I ran that day because I believed that his abuse story was my story. I’d been fooled for so long into believing that it was all my fault.
But the abusive actions of another is not my story and it’s not yours either if you have been abused.
The decision to take from another to meet one’s owns needs reveals something about the abuser not the abused.
However, the pain inflicted by abuse onto it’s victims, is our story. What we do with our pain, can determine whether it will become our whole story.
My pain motivated me for too long to hide abusive secrets as an adult. This choice prolonged the abuse of myself and others. I will always regret that I didn’t speak up sooner. The reality is all of us are capable of abusing one another, and that’s why it’s so important that we start to address these issues that have been hidden for too long
The pain of abuse is something I live with every day, and has been a journey that has involved years of therapy that even after I still deal with emotional triggers that cause me to want to run and hide from everyone at times.
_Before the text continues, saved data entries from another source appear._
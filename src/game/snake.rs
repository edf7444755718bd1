use super::direction::Direction;
use super::grid::{in_bounds, Cell};
use std::collections::VecDeque;

/// Where a fresh snake is placed and which way it faces
#[derive(Clone, Copy, Debug, Eq, PartialEq)]
pub(crate) struct SnakeStart {
    pub(crate) head: Cell,
    pub(crate) direction: Direction,
}

/// Snake state.
///
/// The head is stored apart from the rest of the body, so a snake always has
/// at least one segment.
#[derive(Clone, Debug, Eq, PartialEq)]
pub(crate) struct Snake {
    /// The cell occupied by the snake's head
    pub(super) head: Cell,

    /// The cells occupied by the rest of the body, ordered from the neck to
    /// the tail
    pub(super) body: VecDeque<Cell>,

    /// The direction that the next call to `advance()` moves in
    pub(super) direction: Direction,

    /// The direction most recently requested by input.  It becomes the
    /// current direction at the end of the next `advance()`.
    pub(super) pending: Direction,

    /// Whether the next `advance()` should keep the tail
    pub(super) growing: bool,
}

impl Snake {
    /// Create a one-segment snake at `start.head`, facing `start.direction`
    pub(crate) fn new(start: SnakeStart) -> Snake {
        Snake {
            head: start.head,
            body: VecDeque::new(),
            direction: start.direction,
            pending: start.direction,
            growing: false,
        }
    }

    pub(crate) fn head(&self) -> Cell {
        self.head
    }

    pub(crate) fn direction(&self) -> Direction {
        self.direction
    }

    pub(crate) fn len(&self) -> usize {
        self.body.len() + 1
    }

    /// Return every cell occupied by the snake, head first
    pub(crate) fn segments(&self) -> Vec<Cell> {
        std::iter::once(self.head)
            .chain(self.body.iter().copied())
            .collect()
    }

    /// Move one cell in the current direction, dropping the tail unless the
    /// snake is growing, and then adopt the pending direction.
    pub(crate) fn advance(&mut self) {
        let new_head = self.direction.step(self.head);
        self.body.push_front(self.head);
        self.head = new_head;
        if self.growing {
            self.growing = false;
        } else {
            let _ = self.body.pop_back();
        }
        self.direction = self.pending;
    }

    /// Ask the snake to turn.  A request for the exact opposite of the
    /// current direction is ignored; returns whether the request was taken.
    ///
    /// Later requests before the next `advance()` replace earlier ones.
    pub(crate) fn request_direction(&mut self, direction: Direction) -> bool {
        if direction == self.direction.opposite() {
            false
        } else {
            self.pending = direction;
            true
        }
    }

    /// Keep the tail on the next `advance()`
    pub(crate) fn grow(&mut self) {
        self.growing = true;
    }

    /// Returns true if the head is outside the field or overlaps another
    /// segment
    pub(crate) fn check_collision(&self, width: i32, height: i32) -> bool {
        !in_bounds(self.head, width, height) || self.body.contains(&self.head)
    }
}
The saddest part of my story is the church that was once a refuge now feels like an unsafe place. I know in my heart that only time, process and learning to trust again will heal these wounds. And the reality is, some may never heal completely this side of Heaven.
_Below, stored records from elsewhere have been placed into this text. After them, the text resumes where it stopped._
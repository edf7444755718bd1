use super::grid::{Cell, GridSize};
use rand::{seq::IteratorRandom, Rng};
use serde::Deserialize;

/// How a new food cell is chosen after the old one is eaten
#[derive(Clone, Copy, Debug, Default, Deserialize, Eq, PartialEq)]
#[serde(rename_all = "kebab-case")]
pub(crate) enum FoodPlacement {
    /// Choose among the cells not occupied by the snake
    #[default]
    AvoidSnake,

    /// Choose among all cells, including ones under the snake's body
    Anywhere,
}

#[derive(Clone, Copy, Debug, Eq, PartialEq)]
pub(crate) struct Food {
    pub(crate) position: Cell,
}

impl Food {
    pub(crate) fn new<R: Rng + ?Sized>(grid: GridSize, rng: &mut R) -> Food {
        let mut food = Food {
            position: Cell::default(),
        };
        food.spawn(grid, rng);
        food
    }

    /// Move the food to a uniformly random cell of `grid`
    pub(crate) fn spawn<R: Rng + ?Sized>(&mut self, grid: GridSize, rng: &mut R) {
        self.position = Cell::new(
            rng.random_range(0..grid.width),
            rng.random_range(0..grid.height),
        );
    }

    /// Move the food to a uniformly random cell of `grid` that is not in
    /// `occupied`.  If every cell is occupied, any cell may be chosen.
    pub(crate) fn respawn_avoiding<R: Rng + ?Sized>(
        &mut self,
        grid: GridSize,
        occupied: &[Cell],
        rng: &mut R,
    ) {
        match grid
            .cells()
            .filter(|c| !occupied.contains(c))
            .choose(&mut *rng)
        {
            Some(cell) => self.position = cell,
            None => self.spawn(grid, rng),
        }
    }

    pub(crate) fn respawn<R: Rng + ?Sized>(
        &mut self,
        placement: FoodPlacement,
        grid: GridSize,
        occupied: &[Cell],
        rng: &mut R,
    ) {
        match placement {
            FoodPlacement::AvoidSnake => self.respawn_avoiding(grid, occupied, rng),
            FoodPlacement::Anywhere => self.spawn(grid, rng),
        }
    }
}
Becca was asked in the interview if she was mad with God for the abuse she suffered by a church leader. I was amazed that she answered without even thinking about her words. She said that God had never been her problem. She went on to explain how others in her church community had brought healing to her.
I am very thankful for those who have loved and prayed for me even when I haven’t been able to go to church.
I have come to believe that abuse is not the story God has written for us. Abuse is twisted desire from a broken human heart motived by desperation and spurred on by evil. And all of us are capable of it, except for the grace of God.
I also believe despite what I have heard from others about God’s sovereignty, that abuse is not God’s plan for our lives.
God does grow beautiful things out of manure. He does work all things together for the good. Flowers bloom out of the messy blackened soil to bring beauty to a world that needs hope.
Abuse transformed reveals the glory of God. Only He can take what our enemy meant for evil and use it to bring beauty and healing to one another’s lives.
Abuse is part of my story that I wish was not there. I would not wish it on anyone. But abuse is not my whole story. God has written something much better for me.
If you’ve suffered abuse, He’s written something much better for you, too.